2018 Fiscal Year Research-status Report
免疫チェックポイント阻害作用の長期維持を目指した抗がん免疫ウイルス療法の新規開発
Project/Area Number |
18K16327
|
Research Institution | Wakayama Medical University |
Principal Investigator |
辻 俊明 和歌山県立医科大学, 医学部, 博士研究員 (20549737)
|
Project Period (FY) |
2018-04-01 – 2021-03-31
|
Keywords | 免疫チェックポイント阻害 / 抗がんウイルス療法 |
Outline of Annual Research Achievements |
本研究では抗がんヘルペスウイルスがsPD-1を発現することによりがんの局所で抗がんウイルスの増殖・がん細胞の破壊とともにがん由来の抗原が放出されてさらに免疫チェックポイント阻害作用のあるsPD-1の転写産物が産生されるため免疫賦活作用がより増幅され、抗がん作用が増強されると考えられる。また免疫チェックポイント阻害薬への抵抗性の原因となる変異した遺伝子をもつ腫瘍細胞に抗がんヘルペスウイルスを用いて正常な遺伝子を発現させることにより免疫チェックポイント阻害剤への抵抗性を改善できると考えている。本年度は抗がんヘルペスウイルスに導入予定のsPD-1、JAK1、JAK2、B2M遺伝子のcDNAをヒトcDNAライブラリーよりプライマーを用いてPCR法にて増幅してTAクローニングし、それらの遺伝子をシャトルベクターを用いて抗がんヘルペスウイルスに搭載した遺伝子発現型抗がんヘルペスウイルスを作成中である。sPD-1遺伝子と正常JAK1、sPD-1遺伝子と正常JAK2、sPD-1遺伝子と正常B2M遺伝子を発現する抗がんヘルペスウイルスを作成し、その抗腫瘍効果を確認する研究を開始している。

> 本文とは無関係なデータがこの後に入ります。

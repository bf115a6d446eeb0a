/// Ranking candidate tags for a tab
use crate::pattern::{matches_title_keywords, matches_url_patterns};
use crate::rules::RuleTable;
use crate::tab_data::SavedItem;
use crate::tag_ref::OTHER_TAG;
use serde::{Deserialize, Serialize};

pub const FULL_CONFIDENCE: f64 = 1.0;
pub const PARTIAL_CONFIDENCE: f64 = 0.7;

/// Which signals produced a match
#[derive(Debug, Clone, Copy, Serialize, Deserialize, PartialEq, Eq)]
pub enum MatchReason {
    #[serde(rename = "url+title")]
    UrlAndTitle,
    #[serde(rename = "url")]
    Url,
    #[serde(rename = "title")]
    Title,
}

#[derive(Debug, Clone, Serialize, Deserialize, PartialEq)]
pub struct ClassificationMatch {
    pub tag: String,
    pub confidence: f64,
    pub reason: MatchReason,
}

/// Score every tag's URL and title lists against the item, best first.
///
/// Only the legacy lists are consulted here; condition groups are used by
/// tag sync. Ties keep rule table order.
pub fn classify(rules: &RuleTable, item: &SavedItem) -> Vec<ClassificationMatch> {
    let mut matches: Vec<ClassificationMatch> = rules
        .iter()
        .filter_map(|(tag, rule)| {
            let url_match = matches_url_patterns(&item.url, &rule.url_patterns);
            let title_match = matches_title_keywords(&item.title, &rule.title_keywords);

            let (confidence, reason) = match (url_match, title_match) {
                (true, true) => (FULL_CONFIDENCE, MatchReason::UrlAndTitle),
                (true, false) => (PARTIAL_CONFIDENCE, MatchReason::Url),
                (false, true) => (PARTIAL_CONFIDENCE, MatchReason::Title),
                (false, false) => return None,
            };

            Some(ClassificationMatch {
                tag: tag.clone(),
                confidence,
                reason,
            })
        })
        .collect();

    matches.sort_by(|a, b| b.confidence.total_cmp(&a.confidence));
    matches
}

/// The best matching tag, or `Other` when nothing matches
pub fn suggest_tag(rules: &RuleTable, item: &SavedItem) -> String {
    classify(rules, item)
        .into_iter()
        .next()
        .map(|best| best.tag)
        .unwrap_or_else(|| OTHER_TAG.to_string())
}
/// Tag Tab - hierarchical tab tagging for Chrome
/// Built with Rust + WASM

mod bridge;
pub mod classifier;
pub mod domain;
pub mod error;
pub mod hierarchy;
pub mod host;
pub mod messages;
pub mod operations;
pub mod pattern;
pub mod rules;
pub mod settings;
pub mod storage;
pub mod tab_data;
pub mod tag_ref;

pub use bridge::{ChromeStorage, ChromeTabs};
pub use error::{Result, StoreError, TagError};
pub use messages::{Request, dispatch, handle};
pub use operations::TagManager;
pub use storage::{KeyValueStore, MemoryStore, StorageData};

use serde::Serialize;
use std::rc::Rc;
use wasm_bindgen::prelude::*;

thread_local! {
    // One manager per worker so every message goes through the same writer lock
    static MANAGER: Rc<TagManager<ChromeStorage>> = Rc::new(TagManager::new(ChromeStorage));
}

// Set up panic hook for better error messages in the browser console
#[wasm_bindgen(start)]
pub fn main() {
    console_error_panic_hook::set_once();
    wasm_logger::init(wasm_logger::Config::default());
}

/// Entry point for the service worker's `chrome.runtime.onMessage` listener.
///
/// Always resolves; failures come back as `{ ok: false, error }`.
#[wasm_bindgen]
pub async fn handle_message(message: JsValue) -> std::result::Result<JsValue, JsValue> {
    let message: serde_json::Value = serde_wasm_bindgen::from_value(message)?;
    let manager = MANAGER.with(Rc::clone);

    let response = handle(&manager, &ChromeTabs, message).await;
    response
        .serialize(&serde_wasm_bindgen::Serializer::json_compatible())
        .map_err(JsValue::from)
}

#[wasm_bindgen]
pub fn extract_hostname(url: &str) -> String {
    domain::extract_hostname(url).unwrap_or_default()
}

また、胃癌での免疫チェックポイント阻害剤への耐性に関わる遺伝子変異のスクリーニングを胃癌細胞株でdroplet digital PCR装置を用いて検討中で、実際の進行胃がん患者での免疫チェックポイント阻害剤の耐性に関わる遺伝子変異をdroplet digital PCR装置を用いた評価のための準備を行っている。
|
Current Status of Research Progress |
Current Status of Research Progress
4: Progress in research has been delayed.
Reason
がん治療ウイルス療法で使用する抗がんヘルペスウイルスに使用する遺伝子のクローニングに遅れが生じているためと、droplet digital PCR装置での遺伝子変異スクリーニングに使用するプライマー設定・至適条件の設定に遅れが生じているため。
|
Strategy for Future Research Activity |
現在、遺伝子クローニングを継続中であるが必要であれば他の研究施設からの遺伝子の入手も検討しており、早急に抗がんヘルペスウイルスの作成を行う予定である。遺伝子変異スクリーニングについてはdroplet digital PCR装置でのプライマーの条件設定を急いでおり、他の次世代シーケンサー等も用いた方法も検討中である。
|
Causes of Carryover |
当初購入予定であった研究物品の国内在庫がなく2018年度内に入手できなかったため次年度での購入を予定したため。